§ Provided data
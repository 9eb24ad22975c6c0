//! Intra-process sockets and channels, for tests and benchmarks.

use std::io::{Read, Write};

use eyre::Context;

use crate::Channel;

/// One end of an intra-process full-duplex socket.
pub struct LocalSocket {
    #[cfg(unix)]
    inner: std::os::unix::net::UnixStream,
    #[cfg(not(unix))]
    inner: std::net::TcpStream,
}

impl LocalSocket {
    /// Create a connected pair of sockets.
    pub fn pair() -> eyre::Result<(Self, Self)> {
        #[cfg(unix)]
        let (a, b) = std::os::unix::net::UnixStream::pair().context("creating LocalSocket pair")?;
        #[cfg(not(unix))]
        let (a, b) = tcp_socketpair().context("creating LocalSocket pair")?;
        Ok((LocalSocket { inner: a }, LocalSocket { inner: b }))
    }
}

#[cfg(not(unix))]
fn tcp_socketpair() -> eyre::Result<(std::net::TcpStream, std::net::TcpStream)> {
    // Port 0 lets the OS pick a free port.
    let listener = std::net::TcpListener::bind("127.0.0.1:0").context("binding 127.0.0.1:0")?;
    let addr = listener.local_addr().context("reading local_addr()")?;
    let connecting = std::thread::spawn(move || std::net::TcpStream::connect(addr));
    let (accepted, _) = listener.accept().context("accept() failed")?;
    let connected = connecting
        .join()
        .map_err(|_| eyre::eyre!("connecting thread panicked"))?
        .context("connect() failed")?;
    Ok((accepted, connected))
}

impl Read for LocalSocket {
    #[inline]
    fn read(&mut self, buf: &mut [u8]) -> std::io::Result<usize> {
        self.inner.read(buf)
    }
}

impl Write for LocalSocket {
    #[inline]
    fn write(&mut self, buf: &[u8]) -> std::io::Result<usize> {
        self.inner.write(buf)
    }

    #[inline]
    fn flush(&mut self) -> std::io::Result<()> {
        self.inner.flush()
    }
}

/// Run `side_f` on the current thread and `side_g` on a scoped thread, each
/// with its end of a fresh [`Channel`] pair, and return both results.
///
/// ```
/// let (a, ()) = psmt_channel::local::local_channel_pair(
///     |c| c.read_u64(),
///     |c| c.write_u64(42),
/// )
/// .unwrap();
/// assert_eq!(a, 42);
/// ```
pub fn local_channel_pair<T, U: Send, F, G>(side_f: F, side_g: G) -> eyre::Result<(T, U)>
where
    for<'a, 'b> F: FnOnce(&'b mut Channel<'a>) -> eyre::Result<T>,
    for<'a, 'b> G: Send + FnOnce(&'b mut Channel<'a>) -> eyre::Result<U>,
{
    let (f_sock, g_sock) = LocalSocket::pair()?;
    std::thread::scope(|scope| {
        let handle = scope.spawn(move || Channel::with(g_sock, side_g));
        let f_result = Channel::with(f_sock, side_f);
        let g_result = handle
            .join()
            .map_err(|_| eyre::eyre!("channel peer thread panicked"))?;
        match (f_result, g_result) {
            (Ok(f), Ok(g)) => Ok((f, g)),
            (Ok(_), Err(e)) | (Err(e), Ok(_)) => Err(e),
            (Err(f), Err(g)) => Err(f.wrap_err(g)),
        }
    })
}
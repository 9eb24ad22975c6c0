// -*- mode: rust; -*-
//
// This file is part of `homomorphic`.
// Copyright © 2019 Galois, Inc.
// See LICENSE for licensing information.

//! A passthrough scheme that performs no encryption at all.
//!
//! Ciphertexts are the plaintext integers and the homomorphic operations are
//! exact integer arithmetic. It satisfies the [`HomomorphicScheme`] laws
//! without wraparound, which makes it useful for testing code written against
//! the trait. It offers no privacy whatsoever.

use crate::{Error, HomomorphicScheme};
use num_bigint::BigInt;
use rand::{CryptoRng, RngCore};

/// The passthrough scheme.
#[derive(Clone, Copy, Debug, Default)]
pub struct PlaintextScheme;

/// Key of the passthrough scheme. Public and private keys are the same value,
/// which only remembers the requested size.
#[derive(Clone, Debug, PartialEq, Eq)]
pub struct PlaintextKey {
    bits: usize,
}

/// A "ciphertext" of the passthrough scheme.
#[derive(Clone, Debug, PartialEq, Eq)]
pub struct PlaintextCiphertext(BigInt);

impl PlaintextKey {
    /// Make a key of the given nominal size.
    pub fn new(bits: usize) -> Self {
        PlaintextKey { bits }
    }

    /// The nominal key size.
    pub fn bits(&self) -> usize {
        self.bits
    }
}

impl PlaintextCiphertext {
    /// Wrap an integer.
    pub fn new(value: BigInt) -> Self {
        PlaintextCiphertext(value)
    }

    /// The wrapped integer.
    pub fn value(&self) -> &BigInt {
        &self.0
    }
}

impl HomomorphicScheme for PlaintextScheme {
    type PublicKey = PlaintextKey;
    type PrivateKey = PlaintextKey;
    type Ciphertext = PlaintextCiphertext;

    fn keygen<RNG: CryptoRng + RngCore>(
        &self,
        bits: usize,
        _rng: &mut RNG,
    ) -> Result<(PlaintextKey, PlaintextKey), Error> {
        let key = PlaintextKey::new(bits);
        Ok((key.clone(), key))
    }

    fn encrypt<RNG: CryptoRng + RngCore>(
        &self,
        _pk: &PlaintextKey,
        m: &BigInt,
        _rng: &mut RNG,
    ) -> Result<PlaintextCiphertext, Error> {
        Ok(PlaintextCiphertext(m.clone()))
    }

    fn decrypt(&self, _sk: &PlaintextKey, ct: &PlaintextCiphertext) -> Result<BigInt, Error> {
        Ok(ct.0.clone())
    }

    fn add(
        &self,
        a: &PlaintextCiphertext,
        b: &PlaintextCiphertext,
    ) -> Result<PlaintextCiphertext, Error> {
        Ok(PlaintextCiphertext(&a.0 + &b.0))
    }

    fn scalar_mul(&self, ct: &PlaintextCiphertext, k: &BigInt) -> Result<PlaintextCiphertext, Error> {
        Ok(PlaintextCiphertext(&ct.0 * k))
    }
}
// -*- mode: rust; -*-
//
// This file is part of `psmt`.
// Copyright © 2019 Galois, Inc.
// See LICENSE for licensing information.

/// Errors produced by the private set-membership protocol.
#[derive(Clone, Debug, PartialEq, Eq)]
pub enum Error {
    /// A client operation that needs key material ran before key generation.
    KeysNotInitialized,
    /// The number of encrypted powers disagrees with the polynomial degree.
    DegreeMismatch {
        /// Degree of the server's polynomial.
        expected: usize,
        /// Number of encrypted powers received.
        got: usize,
    },
    /// The blinding factor upper bound must be at least one.
    InvalidBlindingFactor(u64),
    /// The underlying homomorphic scheme failed.
    SchemeError(homomorphic::Error),
}

impl From<homomorphic::Error> for Error {
    #[inline]
    fn from(e: homomorphic::Error) -> Error {
        Error::SchemeError(e)
    }
}

impl std::fmt::Display for Error {
    fn fmt(&self, f: &mut std::fmt::Formatter) -> std::fmt::Result {
        match self {
            Error::KeysNotInitialized => {
                write!(f, "keys not initialized: generate keys before using the client")
            }
            Error::DegreeMismatch { expected, got } => write!(
                f,
                "degree mismatch: expected {} encrypted powers, got {}",
                expected, got
            ),
            Error::InvalidBlindingFactor(max) => {
                write!(f, "invalid blinding factor bound {}: must be at least 1", max)
            }
            Error::SchemeError(e) => write!(f, "homomorphic scheme error: {}", e),
        }
    }
}

impl std::error::Error for Error {
    fn source(&self) -> Option<&(dyn std::error::Error + 'static)> {
        match self {
            Error::SchemeError(e) => Some(e),
            _ => None,
        }
    }
}
// -*- mode: rust; -*-
//
// This file is part of `homomorphic`.
// Copyright © 2019 Galois, Inc.
// See LICENSE for licensing information.

use crate::Error;
use num_bigint::BigInt;
use rand::{CryptoRng, RngCore};
use std::fmt::Debug;

/// An additively homomorphic public-key encryption scheme.
///
/// Plaintexts are signed integers. Each scheme documents how it maps them into
/// its plaintext space; for every implementation the following must hold for
/// plaintexts small enough not to wrap around:
///
/// * `decrypt(add(encrypt(a), encrypt(b))) == a + b`
/// * `decrypt(scalar_mul(encrypt(a), k)) == a * k`, including negative and
///   zero `k`.
///
/// Ciphertexts remember which key they were produced under, so the
/// homomorphic operations need no key argument.
pub trait HomomorphicScheme {
    /// Key used for encryption. Safe to hand to the other party.
    type PublicKey: Clone + Debug;
    /// Key used for decryption.
    type PrivateKey;
    /// An encrypted integer.
    type Ciphertext: Clone + Debug;

    /// Generate a fresh key pair with a `bits`-bit modulus.
    fn keygen<RNG: CryptoRng + RngCore>(
        &self,
        bits: usize,
        rng: &mut RNG,
    ) -> Result<(Self::PublicKey, Self::PrivateKey), Error>;

    /// Encrypt `m` under `pk`.
    fn encrypt<RNG: CryptoRng + RngCore>(
        &self,
        pk: &Self::PublicKey,
        m: &BigInt,
        rng: &mut RNG,
    ) -> Result<Self::Ciphertext, Error>;

    /// Decrypt `ct` with `sk`.
    fn decrypt(&self, sk: &Self::PrivateKey, ct: &Self::Ciphertext) -> Result<BigInt, Error>;

    /// Homomorphic addition: returns an encryption of `a + b`.
    fn add(&self, a: &Self::Ciphertext, b: &Self::Ciphertext) -> Result<Self::Ciphertext, Error>;

    /// Homomorphic scalar multiplication: returns an encryption of `ct * k`.
    fn scalar_mul(&self, ct: &Self::Ciphertext, k: &BigInt) -> Result<Self::Ciphertext, Error>;
}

§ Exercise
For each line of the material that contains the word "KeysNotInitialized", make a copy.

§ Exercise result
    KeysNotInitialized,
            Error::KeysNotInitialized => {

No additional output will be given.